Brownless, Anthony Colling, C.M.G., LL.D., M.D., F.R.C.S., Chancellor of the University of Melbourne, is the only son of the late Anthony Brownless, of Paynetts House, and Bockingfold Manor, Goudhurst, Kent. After studying for the medical profession at St. Bartholomew's Hospital in London, and at the University of Liege, he was admitted M.R.C.S. of London in 1841, and M.D. of St. Andrews in 1846. Having practised for some years as a physician in London, Dr. Brownless arrived in Victoria in Dec. 1852, and was soon afterwards elected Physician to the Melbourne Benevolent Asylum, and in 1854 Physician to the Melbourne Hospital—a post which he held for twelve years, being appointed a Life Governor and Consulting Physician on his retirement. In June 1855 the Melbourne University gave him the diploma of M.D., this being the first occasion on which the degree was conferred by that University, in which Dr. Brownless founded the medical school, and of which he was annually elected Vice-Chancellor for twenty-nine years, from 1858 to 1887; when he was elected Chancellor, in succession to Dr. Moorhouse. Dr. Brownless holds the honorary degree of LL.D. of the Universities of St. Andrews and Melbourne, and in 1884 he was elected a Fellow of the Royal College of Surgeons of England. Dr. Brownless was made, a Knight of St. Gregory the Great by the late Pope in 1870, and a Knight Commander of the Order of Pius, conferring nobility, by Leo. XIII. in 1883. Dr.

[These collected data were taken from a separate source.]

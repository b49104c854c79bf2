use crate::errors::RowRejected;
use crate::model::LastHeardRecord;
use chrono::{DateTime, Datelike, Local, LocalResult, NaiveDateTime, Offset, TimeDelta, TimeZone, Utc};
use chrono_tz::Tz;
use log::trace;

pub const COLUMN_COUNT: usize = 8;

/// Duration text shown while a transmission is still running.
const IN_PROGRESS: &str = "TX";
/// BER text shown when the hotspot could not measure it.
const UNKNOWN_BER: &str = "??";

/// Inputs the dashboard table does not carry itself: the year (the table only
/// shows day and month) and the zone its clock runs in.
///
/// The year is taken as-is, so an entry from late December read in early
/// January lands in the wrong year. Nothing here tries to correct that.
#[derive(Clone, Copy, Debug)]
pub struct ParseContext {
    pub year: i32,
    pub tz: Tz,
}

impl ParseContext {
    pub fn new(year: i32, tz: Tz) -> Self {
        Self { year, tz }
    }

    /// Context using the current calendar year of the local clock.
    pub fn current(tz: Tz) -> Self {
        Self::new(Local::now().year(), tz)
    }
}

#[inline]
fn drop_last_two_chars(s: &str) -> Option<&str> {
    let mut it = s.char_indices().rev();
    it.next()?;
    let (i, _) = it.next()?;
    Some(&s[..i])
}

#[inline]
fn apply_tz(naive: NaiveDateTime, tz: Tz) -> Option<DateTime<Utc>> {
    match tz.from_local_datetime(&naive) {
        LocalResult::Single(dt) => Some(dt.with_timezone(&Utc)),
        // Fall-back hour: take standard time, the later instant.
        LocalResult::Ambiguous(_, later) => Some(later.with_timezone(&Utc)),
        // Spring-forward gap: read it with the offset in force the day before.
        LocalResult::None => {
            let before = naive.checked_sub_signed(TimeDelta::days(1))?;
            let offset = tz.offset_from_utc_datetime(&before).fix();
            let utc = naive.checked_sub_signed(TimeDelta::seconds(i64::from(offset.local_minus_utc())))?;
            Some(Utc.from_utc_datetime(&utc))
        }
    }
}

/// Source format: "15:10:34 Mar 25th".
pub fn parse_timestamp(text: &str, ctx: &ParseContext) -> Result<DateTime<Utc>, RowRejected> {
    let bad = || RowRejected::Timestamp(text.to_string());
    let without_ordinal = drop_last_two_chars(text.trim()).ok_or_else(bad)?;
    let full = format!("{} {}", without_ordinal, ctx.year);
    let naive = NaiveDateTime::parse_from_str(&full, "%H:%M:%S %b %d %Y").map_err(|_| bad())?;
    apply_tz(naive, ctx.tz).ok_or_else(bad)
}

#[inline]
fn parse_f64(field: &'static str, text: &str) -> Result<f64, RowRejected> {
    let v = text.trim().parse::<f64>().map_err(|_| RowRejected::Number {
        field,
        text: text.to_string(),
    })?;
    if !v.is_finite() || v < 0.0 {
        return Err(RowRejected::OutOfRange { field, text: text.to_string() });
    }
    // "-0" passes the range check; store it as plain zero.
    Ok(v + 0.0)
}

#[inline]
fn strip_percent<'a>(field: &'static str, text: &'a str) -> Result<&'a str, RowRejected> {
    text.trim().strip_suffix('%').ok_or_else(|| RowRejected::Number {
        field,
        text: text.to_string(),
    })
}

fn parse_duration(text: &str) -> Result<f64, RowRejected> {
    if text.trim() == IN_PROGRESS {
        return Err(RowRejected::InProgress);
    }
    parse_f64("duration", text)
}

fn parse_loss(text: &str) -> Result<u8, RowRejected> {
    let digits = strip_percent("loss", text)?;
    let v = digits.trim().parse::<i64>().map_err(|_| RowRejected::Number {
        field: "loss",
        text: text.to_string(),
    })?;
    if !(0..=100).contains(&v) {
        return Err(RowRejected::OutOfRange { field: "loss", text: text.to_string() });
    }
    Ok(v as u8)
}

fn parse_ber(text: &str) -> Result<Option<f64>, RowRejected> {
    let value = strip_percent("ber", text)?.trim();
    if value == UNKNOWN_BER {
        return Ok(None);
    }
    parse_f64("ber", value).map(Some)
}

/// Turn the cell texts of one table row into a record.
///
/// Every field is validated before the record is built, so a rejected row
/// never leaves a half-filled record behind.
pub fn parse_row<S: AsRef<str>>(cells: &[S], ctx: &ParseContext) -> Result<LastHeardRecord, RowRejected> {
    if cells.len() != COLUMN_COUNT {
        return Err(RowRejected::ColumnCount(cells.len()));
    }
    let cell = |i: usize| cells[i].as_ref();

    // Cheap rejection first: most skipped data rows are live transmissions.
    let duration = parse_duration(cell(5))?;
    let timestamp = parse_timestamp(cell(0), ctx)?;
    let loss = parse_loss(cell(6))?;
    let ber = parse_ber(cell(7))?;

    let rec = LastHeardRecord {
        timestamp,
        mode: cell(1).to_string(),
        callsign: cell(2).to_string(),
        target: cell(3).replace('\u{a0}', " "),
        source: cell(4).to_string(),
        duration,
        loss,
        ber,
    };
    trace!("parsed row -> {:?}", rec);
    Ok(rec)
}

Brownless, who was created C.M.G. in May 1888, has been twice married: first, in 1842, to Ellen, daughter of the late William Hawker, M.D., of Charing, Kent, and Liége, Belgium, formerly surgeon in the Grenadier Guards, who died in 1846; and secondly, in 1852, to Anne Jane, eldest daughter of the late Captain William Hamilton, of Eden, co. Donegal, Ireland, an officer in the Rifle Brigade, who served with distinction in the Peninsular War.